Les tombes sont de petites maisons. On croirait se promener dans les rues d’une ville, tant elles sont hautes et rapprochées, dans une ville ratatinée par l’action du feu et qui porterait les cicatrices de la gelée et d’un siège.

Les gens ont dû craindre que leurs connaissances ne ressuscitent avant l’heure, pour les avoir accablées sous le poids de telles masses de maçonnerie.

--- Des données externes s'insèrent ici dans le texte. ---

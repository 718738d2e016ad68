//! Transport primitives for authenticated API calls.
//!
//! The module exposes [`ApiHttpClient`] together with the crate-owned [`ApiRequest`] and
//! [`ApiResponse`] types so downstream crates can plug in their own HTTP stack without the
//! client depending on reqwest-specific structures. Implementations execute exactly one
//! request per call and hand back the raw status and body; classifying statuses is left to
//! the callers that decode the payload.

// std
#[cfg(feature = "reqwest")] use std::ops::Deref;
// self
use crate::{_prelude::*, error::TransportError};

/// `Authorization` header name.
pub const AUTHORIZATION: &str = "authorization";
/// `Content-Type` header name.
pub const CONTENT_TYPE: &str = "content-type";
/// `Content-Length` header name.
pub const CONTENT_LENGTH: &str = "content-length";

/// Media type of JSON request bodies.
pub const JSON_CONTENT_TYPE: &str = "application/json";
/// Media type of OIDC token requests.
pub const FORM_CONTENT_TYPE: &str = "application/x-www-form-urlencoded";
/// Media type of source archive uploads.
pub const ZIP_CONTENT_TYPE: &str = "application/zip";

/// Keyed JSON map sent as the body of JSON requests.
pub type JsonObject = serde_json::Map<String, Value>;

/// Boxed future returned by [`ApiHttpClient::execute`].
pub type HttpFuture<'a, T> = Pin<Box<dyn Future<Output = T> + 'a + Send>>;

/// Abstraction over HTTP transports able to execute a single request.
///
/// The trait is the client's only dependency on an HTTP stack. Implementations must be
/// `Send + Sync + 'static` so one transport can be shared by every clone of a client, and
/// must not retry: each call maps to exactly one round trip.
pub trait ApiHttpClient
where
	Self: 'static + Send + Sync,
{
	/// Executes `request` and returns the status and full body, whatever the status code.
	fn execute(&self, request: ApiRequest) -> HttpFuture<'_, Result<ApiResponse, TransportError>>;
}

/// HTTP methods used by the client.
#[derive(Clone, Copy, Debug, PartialEq, Eq, Hash)]
pub enum HttpMethod {
	/// `GET`
	Get,
	/// `POST`
	Post,
	/// `PUT`
	Put,
	/// `PATCH`
	Patch,
}
impl HttpMethod {
	/// Returns the method token as sent on the wire.
	pub const fn as_str(self) -> &'static str {
		match self {
			HttpMethod::Get => "GET",
			HttpMethod::Post => "POST",
			HttpMethod::Put => "PUT",
			HttpMethod::Patch => "PATCH",
		}
	}
}
impl Display for HttpMethod {
	fn fmt(&self, f: &mut Formatter) -> FmtResult {
		f.write_str(self.as_str())
	}
}

/// Outbound request handed to an [`ApiHttpClient`].
#[derive(Clone, PartialEq, Eq)]
pub struct ApiRequest {
	/// HTTP method.
	pub method: HttpMethod,
	/// Absolute target URL.
	pub url: Url,
	/// Header name/value pairs; names are lowercase.
	pub headers: Vec<(&'static str, String)>,
	/// Request body, if any.
	pub body: Option<Vec<u8>>,
}
impl ApiRequest {
	/// Creates a request without headers or body.
	pub fn new(method: HttpMethod, url: Url) -> Self {
		Self { method, url, headers: Vec::new(), body: None }
	}

	/// Appends a header.
	pub fn with_header(mut self, name: &'static str, value: impl Into<String>) -> Self {
		self.headers.push((name, value.into()));

		self
	}

	/// Sets the request body.
	pub fn with_body(mut self, body: Vec<u8>) -> Self {
		self.body = Some(body);

		self
	}

	/// Returns the first value of the named header, compared case-insensitively.
	pub fn header(&self, name: &str) -> Option<&str> {
		self.headers
			.iter()
			.find(|(key, _)| key.eq_ignore_ascii_case(name))
			.map(|(_, value)| value.as_str())
	}

	/// Target URL with the query string and fragment removed, safe for logs and errors.
	pub fn loggable_url(&self) -> String {
		loggable_url(&self.url)
	}
}
impl Debug for ApiRequest {
	fn fmt(&self, f: &mut Formatter) -> FmtResult {
		let headers = self
			.headers
			.iter()
			.map(|(name, value)| {
				if name.eq_ignore_ascii_case(AUTHORIZATION) {
					(*name, "<redacted>")
				} else {
					(*name, value.as_str())
				}
			})
			.collect::<Vec<_>>();

		f.debug_struct("ApiRequest")
			.field("method", &self.method)
			.field("url", &self.loggable_url())
			.field("headers", &headers)
			.field("body_len", &self.body.as_ref().map(Vec::len))
			.finish()
	}
}

/// Raw response returned by an [`ApiHttpClient`].
#[derive(Clone, Debug, PartialEq, Eq)]
pub struct ApiResponse {
	/// HTTP status code.
	pub status: u16,
	/// Full response body.
	pub body: Vec<u8>,
}
impl ApiResponse {
	/// Creates a response from a status and body.
	pub fn new(status: u16, body: impl Into<Vec<u8>>) -> Self {
		Self { status, body: body.into() }
	}

	/// Returns true for 2xx statuses.
	pub fn is_success(&self) -> bool {
		(200..300).contains(&self.status)
	}
}

/// Thin wrapper around [`ReqwestClient`] so shared HTTP behavior lives in one place.
///
/// Pre-signed upload URLs and report downloads are absolute URLs issued by the platform, so
/// the default client keeps reqwest's redirect policy.
#[cfg(feature = "reqwest")]
#[derive(Clone, Debug, Default)]
pub struct ReqwestHttpClient(pub ReqwestClient);
#[cfg(feature = "reqwest")]
impl ReqwestHttpClient {
	/// Wraps an existing reqwest [`ReqwestClient`].
	pub fn with_client(client: ReqwestClient) -> Self {
		Self(client)
	}
}
#[cfg(feature = "reqwest")]
impl AsRef<ReqwestClient> for ReqwestHttpClient {
	fn as_ref(&self) -> &ReqwestClient {
		&self.0
	}
}
#[cfg(feature = "reqwest")]
impl Deref for ReqwestHttpClient {
	type Target = ReqwestClient;

	fn deref(&self) -> &Self::Target {
		&self.0
	}
}
#[cfg(feature = "reqwest")]
impl ApiHttpClient for ReqwestHttpClient {
	fn execute(&self, request: ApiRequest) -> HttpFuture<'_, Result<ApiResponse, TransportError>> {
		let client = self.0.clone();

		Box::pin(async move {
			let method = request.method;
			let target = request.loggable_url();
			let ApiRequest { url, headers, body, .. } = request;
			let mut builder = client.request(reqwest_method(method), url);

			for (name, value) in headers {
				builder = builder.header(name, value);
			}
			if let Some(body) = body {
				builder = builder.body(body);
			}

			let outbound =
				builder.build().map_err(|e| TransportError::build(method, target.clone(), e))?;
			let response = client
				.execute(outbound)
				.await
				.map_err(|e| TransportError::network(method, target.clone(), e))?;
			let status = response.status().as_u16();
			let body =
				response.bytes().await.map_err(|e| TransportError::body(method, target, e))?;

			Ok(ApiResponse { status, body: body.to_vec() })
		})
	}
}

#[cfg(feature = "reqwest")]
fn reqwest_method(method: HttpMethod) -> reqwest::Method {
	match method {
		HttpMethod::Get => reqwest::Method::GET,
		HttpMethod::Post => reqwest::Method::POST,
		HttpMethod::Put => reqwest::Method::PUT,
		HttpMethod::Patch => reqwest::Method::PATCH,
	}
}

/// Drops the query string and fragment so pre-signed signatures never reach logs.
pub(crate) fn loggable_url(url: &Url) -> String {
	let mut view = url.clone();

	view.set_query(None);
	view.set_fragment(None);

	view.into()
}

#[cfg(test)]
mod tests {
	// self
	use super::*;

	fn request() -> ApiRequest {
		ApiRequest::new(
			HttpMethod::Put,
			Url::parse("https://uploads.example.com/bucket/archive.zip?X-Amz-Signature=abc")
				.expect("Upload URL fixture should parse."),
		)
		.with_header(AUTHORIZATION, "Bearer secret-token")
		.with_header(CONTENT_TYPE, ZIP_CONTENT_TYPE)
		.with_body(vec![1, 2, 3])
	}

	#[test]
	fn header_lookup_ignores_case() {
		let request = request();

		assert_eq!(request.header("Content-Type"), Some(ZIP_CONTENT_TYPE));
		assert_eq!(request.header("x-missing"), None);
	}

	#[test]
	fn debug_output_hides_token_and_signature() {
		let rendered = format!("{:?}", request());

		assert!(!rendered.contains("secret-token"));
		assert!(!rendered.contains("X-Amz-Signature"));
		assert!(rendered.contains("<redacted>"));
		assert!(rendered.contains("https://uploads.example.com/bucket/archive.zip"));
	}

	#[test]
	fn success_range_covers_2xx_only() {
		assert!(ApiResponse::new(204, Vec::new()).is_success());
		assert!(!ApiResponse::new(302, Vec::new()).is_success());
		assert!(!ApiResponse::new(401, Vec::new()).is_success());
	}
}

Que ce soit un homme fort, une faible femme, ou le tout petit « enfant de quinze mois », sur eux pèsent l’obélisque trapu, ou bien le temple classique défiguré, la cellule de Chunam, le chandelier en briques, la lourde dalle, les grilles rongées par la rouille, les chérubins aux joues bouffies, les anges apoplectiques.

L’on était riche en ce temps-là, et on pouvait s’offrir la dépense de cent pieds cubes de maçonnerie, même sur la tombe d’une personne aussi humble que « Jno. Cléments, capitaine du service de campagne, 1820 ».

Quand le « très-cher » avait occupé une situation correspondant à celle de commissaire, les efforts sont encore plus somptueux, et la poésie…

Mais voici un spécimen qui en dira plus long :

Doucement sur ta tombe le souvenir aimé versera

Sa larme brûlante mais inutile,

Et la fleur pourpre qui couvre les morts honorés

Sera semée à flots sur la tombe chérie et honorée.